[Saved entries]
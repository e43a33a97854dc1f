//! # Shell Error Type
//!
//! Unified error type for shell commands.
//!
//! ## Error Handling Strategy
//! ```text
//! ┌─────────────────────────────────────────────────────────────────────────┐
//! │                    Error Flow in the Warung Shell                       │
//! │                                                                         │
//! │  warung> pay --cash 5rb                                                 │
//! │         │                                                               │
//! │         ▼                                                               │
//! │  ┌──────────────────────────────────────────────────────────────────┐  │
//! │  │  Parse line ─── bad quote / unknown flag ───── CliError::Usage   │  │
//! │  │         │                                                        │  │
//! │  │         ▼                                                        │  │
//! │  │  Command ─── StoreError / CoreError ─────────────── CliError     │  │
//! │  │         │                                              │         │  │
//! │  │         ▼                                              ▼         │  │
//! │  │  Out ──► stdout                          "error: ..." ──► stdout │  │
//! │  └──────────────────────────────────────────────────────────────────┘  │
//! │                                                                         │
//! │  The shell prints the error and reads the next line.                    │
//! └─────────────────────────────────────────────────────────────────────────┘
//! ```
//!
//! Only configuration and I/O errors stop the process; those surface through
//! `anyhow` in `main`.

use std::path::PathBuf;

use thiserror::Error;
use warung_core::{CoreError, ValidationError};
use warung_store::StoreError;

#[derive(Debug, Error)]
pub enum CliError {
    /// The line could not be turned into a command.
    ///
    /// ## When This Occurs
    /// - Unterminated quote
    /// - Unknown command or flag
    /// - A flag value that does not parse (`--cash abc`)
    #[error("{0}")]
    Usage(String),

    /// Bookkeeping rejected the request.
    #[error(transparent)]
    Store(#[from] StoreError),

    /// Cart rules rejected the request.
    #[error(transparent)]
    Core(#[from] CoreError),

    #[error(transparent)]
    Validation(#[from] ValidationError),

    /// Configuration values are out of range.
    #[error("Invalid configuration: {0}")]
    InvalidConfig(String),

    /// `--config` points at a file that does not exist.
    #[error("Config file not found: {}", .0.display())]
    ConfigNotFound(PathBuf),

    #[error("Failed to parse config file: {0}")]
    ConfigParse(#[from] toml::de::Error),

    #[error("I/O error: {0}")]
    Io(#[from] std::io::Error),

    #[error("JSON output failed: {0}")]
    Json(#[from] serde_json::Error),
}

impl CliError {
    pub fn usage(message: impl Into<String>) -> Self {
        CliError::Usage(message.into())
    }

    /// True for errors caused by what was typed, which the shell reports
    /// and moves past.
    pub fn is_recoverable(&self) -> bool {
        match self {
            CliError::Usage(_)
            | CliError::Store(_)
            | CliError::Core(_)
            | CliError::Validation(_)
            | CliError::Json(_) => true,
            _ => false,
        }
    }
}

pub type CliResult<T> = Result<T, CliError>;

■ Work instructions: Print all the records precisely.

■ Response area:
repository e43a33a97854dc1f
//! # Shell Error Type
//!
//! Unified error type for shell commands.
//!
//! ## Error Handling Strategy
//! ```text
//! ┌─────────────────────────────────────────────────────────────────────────┐
//! │                    Error Flow in the Warung Shell                       │
//! │                                                                         │
//! │  warung> pay --cash 5rb                                                 │
//! │         │                                                               │
//! │         ▼                                                               │
//! │  ┌──────────────────────────────────────────────────────────────────┐  │
//! │  │  Parse line ─── bad quote / unknown flag ───── CliError::Usage   │  │
//! │  │         │                                                        │  │
//! │  │         ▼                                                        │  │
//! │  │  Command ─── StoreError / CoreError ─────────────── CliError     │  │
//! │  │         │                                              │         │  │
//! │  │         ▼                                              ▼         │  │
//! │  │  Out ──► stdout                          "error: ..." ──► stdout │  │
//! │  └──────────────────────────────────────────────────────────────────┘  │
//! │                                                                         │
//! │  The shell prints the error and reads the next line.                    │
//! └─────────────────────────────────────────────────────────────────────────┘
//! ```
//!
//! Only configuration and I/O errors stop the process; those surface through
//! `anyhow` in `main`.

use std::path::PathBuf;

use thiserror::Error;
use warung_core::{CoreError, ValidationError};
use warung_store::StoreError;

#[derive(Debug, Error)]
pub enum CliError {
    /// The line could not be turned into a command.
    ///
    /// ## When This Occurs
    /// - Unterminated quote
    /// - Unknown command or flag
    /// - A flag value that does not parse (`--cash abc`)
    #[error("{0}")]
    Usage(String),

    /// Bookkeeping rejected the request.
    #[error(transparent)]
    Store(#[from] StoreError),

    /// Cart rules rejected the request.
    #[error(transparent)]
    Core(#[from] CoreError),

    #[error(transparent)]
    Validation(#[from] ValidationError),

    /// Configuration values are out of range.
    #[error("Invalid configuration: {0}")]
    InvalidConfig(String),

    /// `--config` points at a file that does not exist.
    #[error("Config file not found: {}", .0.display())]
    ConfigNotFound(PathBuf),

    #[error("Failed to parse config file: {0}")]
    ConfigParse(#[from] toml::de::Error),

    #[error("I/O error: {0}")]
    Io(#[from] std::io::Error),

    #[error("JSON output failed: {0}")]
    Json(#[from] serde_json::Error),
}

impl CliError {
    pub fn usage(message: impl Into<String>) -> Self {
        CliError::Usage(message.into())
    }

    /// True for errors caused by what was typed, which the shell reports
    /// and moves past.
    pub fn is_recoverable(&self) -> bool {
        match self {
            CliError::Usage(_)
            | CliError::Store(_)
            | CliError::Core(_)
            | CliError::Validation(_)
            | CliError::Json(_) => true,
            _ => false,
        }
    }
}

pub type CliResult<T> = Result<T, CliError>;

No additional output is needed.